Latest update February 23rd, 2026 10:03 AM
Apr 12, 2020 Features / Columnists, Peeping Tom
The first week of the partial lockdown has been ineffective. It has no positive effect on the growth of new cases and on the death rate. Stronger enforcement measures, such as a naming and shaming, are needed to make sure all but essential workers stay at home. Unless this is done, we may join the United States where, on Thursday, a person died every minute from coronavirus complications.
The lockdown has not changed anything in Guyana. Guyanese have found ways to continue to go about their normal business, lockdown or no lockdown.
Non-essential businesses are the biggest villains. Many beer gardens are still accommodating patrons to imbibe on their premises. Many haberdasheries, clothing, electronic, electrical and hardware stores, are selling through closed gates. Vendors are still plying their trade on pavements. Private construction is taking place at some locations, according to reports.

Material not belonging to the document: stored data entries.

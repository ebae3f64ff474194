//! Port definitions (trait abstractions) for external systems.
//!
//! These traits are the seams between the progress-subscription machinery
//! and the things it talks to:
//!
//! - [`ProgressListener`] - receives updates for one subscription (UI, CLI, tests)
//! - [`StatusSource`] - fetches a job's current status for the polling transport
//!
//! Implementations live in the client crate (HTTP status sources, channel
//! listeners) and in adapters.

use async_trait::async_trait;

use crate::error::ApiError;
use crate::progress::{JobProgress, JobStatus, ProgressUpdate};

/// Terminal failure of a subscribed job.
///
/// Delivered through [`ProgressListener::on_error`] for failed and cancelled
/// jobs, and when polling gives up.
#[derive(Debug, Clone, PartialEq, Eq)]
pub struct JobFailure {
    pub job_id: String,
    /// `Failed` or `Cancelled`.
    pub status: JobStatus,
    pub message: String,
    /// Server-provided error code, if any.
    pub error_code: Option<String>,
    /// Set when the failure came from the API client rather than the job.
    pub api_error: Option<ApiError>,
}

impl JobFailure {
    /// Failure reported by the job itself.
    pub fn failed(job_id: impl Into<String>, message: impl Into<String>) -> Self {
        Self {
            job_id: job_id.into(),
            status: JobStatus::Failed,
            message: message.into(),
            error_code: None,
            api_error: None,
        }
    }

    /// The job was cancelled.
    pub fn cancelled(job_id: impl Into<String>, message: Option<String>) -> Self {
        Self {
            job_id: job_id.into(),
            status: JobStatus::Cancelled,
            message: message.unwrap_or_else(|| "Job was cancelled".to_string()),
            error_code: None,
            api_error: None,
        }
    }

    /// The subscription could not keep track of the job.
    pub fn from_api_error(job_id: impl Into<String>, error: ApiError) -> Self {
        Self {
            job_id: job_id.into(),
            status: JobStatus::Failed,
            message: error.user_message.clone(),
            error_code: None,
            api_error: Some(error),
        }
    }

    #[must_use]
    pub fn with_error_code(mut self, code: Option<String>) -> Self {
        self.error_code = code;
        self
    }

    #[must_use]
    pub const fn is_cancelled(&self) -> bool {
        matches!(self.status, JobStatus::Cancelled)
    }
}

/// Callbacks for one job subscription.
///
/// Callbacks run on the task that received the update and must not block.
/// `on_complete` and `on_error` fire at most once per subscription, and
/// nothing fires after the subscription ends.
pub trait ProgressListener: Send + Sync {
    /// Every update, terminal ones included, with the folded snapshot.
    fn on_progress(&self, update: &ProgressUpdate, progress: &JobProgress);

    /// The job completed successfully.
    fn on_complete(&self, _update: &ProgressUpdate, _progress: &JobProgress) {}

    /// The job failed or was cancelled, or tracking it failed.
    fn on_error(&self, _failure: &JobFailure) {}

    /// The live socket connection came up (`true`) or went away (`false`).
    fn on_connection_change(&self, _connected: bool) {}
}

/// Listener that ignores everything.
#[derive(Debug, Clone, Copy, Default)]
pub struct NoopListener;

impl ProgressListener for NoopListener {
    fn on_progress(&self, _update: &ProgressUpdate, _progress: &JobProgress) {
        // Intentionally do nothing
    }
}

/// Source of status snapshots for the polling transport.
///
/// The returned update must have the same shape a socket message for the
/// same state would have.
#[async_trait]
pub trait StatusSource: Send + Sync {
    /// Fetch the current status of `job_id` as a progress update.
    async fn fetch_update(&self, job_id: &str) -> Result<ProgressUpdate, ApiError>;
}

#[cfg(test)]
mod tests {
    use std::sync::Mutex;

    use super::*;
    use crate::error::ErrorCode;
    use crate::progress::UpdateKind;

    struct FixedSource(JobStatus);

    #[async_trait]
    impl StatusSource for FixedSource {
        async fn fetch_update(&self, job_id: &str) -> Result<ProgressUpdate, ApiError> {
            if job_id.is_empty() {
                return Err(ApiError::validation("empty job id"));
            }
            Ok(ProgressUpdate::now(
                job_id,
                UpdateKind::JobStatus {
                    status: self.0,
                    progress: 50.0,
                    message: None,
                },
            ))
        }
    }

    #[derive(Default)]
    struct Recorder(Mutex<Vec<String>>);

    impl ProgressListener for Recorder {
        fn on_progress(&self, update: &ProgressUpdate, _progress: &JobProgress) {
            self.0.lock().unwrap().push(update.kind_name().to_string());
        }
    }

    #[tokio::test]
    async fn test_status_source_is_object_safe() {
        let source: Box<dyn StatusSource> = Box::new(FixedSource(JobStatus::Running));
        let update = source.fetch_update("job-1").await.unwrap();
        assert_eq!(update.job_id, "job-1");
        assert_eq!(update.implied_status(), Some(JobStatus::Running));

        let err = source.fetch_update("").await.unwrap_err();
        assert_eq!(err.code, ErrorCode::Validation);
    }

    #[test]
    fn test_default_callbacks_are_optional() {
        let recorder = Recorder::default();
        let update = ProgressUpdate::now(
            "job-1",
            UpdateKind::JobError {
                error_message: "boom".to_string(),
                error_code: None,
            },
        );
        let snapshot = JobProgress::new("job-1");
        recorder.on_progress(&update, &snapshot);
        recorder.on_error(&JobFailure::failed("job-1", "boom"));
        recorder.on_connection_change(true);
        assert_eq!(*recorder.0.lock().unwrap(), vec!["job_error".to_string()]);

        NoopListener.on_progress(&update, &snapshot);
    }

    #[test]
    fn test_failure_constructors() {
        let cancelled = JobFailure::cancelled("job-2", None);
        assert!(cancelled.is_cancelled());
        assert_eq!(cancelled.message, "Job was cancelled");

        let api = JobFailure::from_api_error("job-3", ApiError::timeout("polling gave up"));
        assert_eq!(api.status, JobStatus::Failed);
        assert!(api.api_error.is_some());
        assert_eq!(api.message, ErrorCode::Timeout.user_message());
    }
}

People are still interacting in groups. Some minibuses are flouting the regulations. The travelling public are boarding the buses, regardless of how many persons the buses are carrying. Boyfriends are towing their girlfriends on bicycles and motorcycles. Boys and men are still meeting for an afternoon gaff, even though this is not allowed. Recently, there was an incident while some men were playing a game of dominoes.
This is high-class slackness. The partial lockdown is not working. Enforcement needs to be stepped up. The civil powers, namely the police, need assistance. It has to be questioned why the military has not been enlisted to assist both the police and the health sector. This type of assistance is part of their constitutional responsibility.
Guyana was already in problems before the belated announcement of the partial lockdown. The ineffectiveness of the first week of the partial lockdown will set us further back. And we know that means that more persons will get infected and more lives are going to be lost.
PAHO/WHO has done a model with the Ministry of Public Health which estimates some 20,000 infections if nothing was done. If we assume a 5% death rate, it would mean that more persons are likely to die from the coronavirus than were killed in Guyana’s greatest human tragedy – the mass murder suicide of more than 900 American citizens at Jonestown in 1978.
Guyana cannot afford such high mortalities. Stronger action must be taken to have more than 90% of the population at home during the daytime.
People are not getting the idea behind social distancing. The purpose of social distancing is not just to allow for a safe distance between persons. The primary purpose is to reduce the number of persons with whom any one person makes contact within a specified period.
Some people are taking social distancing to mean that if you see someone four times per week, you should only see them one time per week. That is not social distancing. The theory behind it is that transmission of infectious diseases will be reduced if you reduce the number of persons you interact with physically each day. This is different from reducing the number of times you see an individual.
In any one week, you may see someone every day. If that person is infected, it does not matter if you only see that person only one time a week. They can give you the infection based only on that contact.
It has been calculated that if an infected person reduces personal contact by 50%, they would only infect 15 persons per month. Of course, each of those fifteen would infect another 15, and each of those 225 persons another 15. This is called exponential growth.
If, however, personal contact was reduced by 75%, an infected person would infect only 2.5 persons per month, which is the mean per capita for global infections.
On the other hand, without any social distancing, an infected person can spread the virus to more than 400 persons per month. This explains why more than 500,000 Americans have been confirmed as being infected with the coronavirus.
The Math is not wrong. Unless there is stronger enforcement of the partial lockdown, Guyana will become a mass cemetery.
The public should ask themselves a question. Why do they think the local authorities are equipping a hotel to hold 350 coronavirus patients? The authorities know what is likely to happen unless people stay at home. And they know that Guyanese ‘ears-hard’.
(The views expressed in this article are those of the author and do not necessarily reflect the opinions of this newspaper.)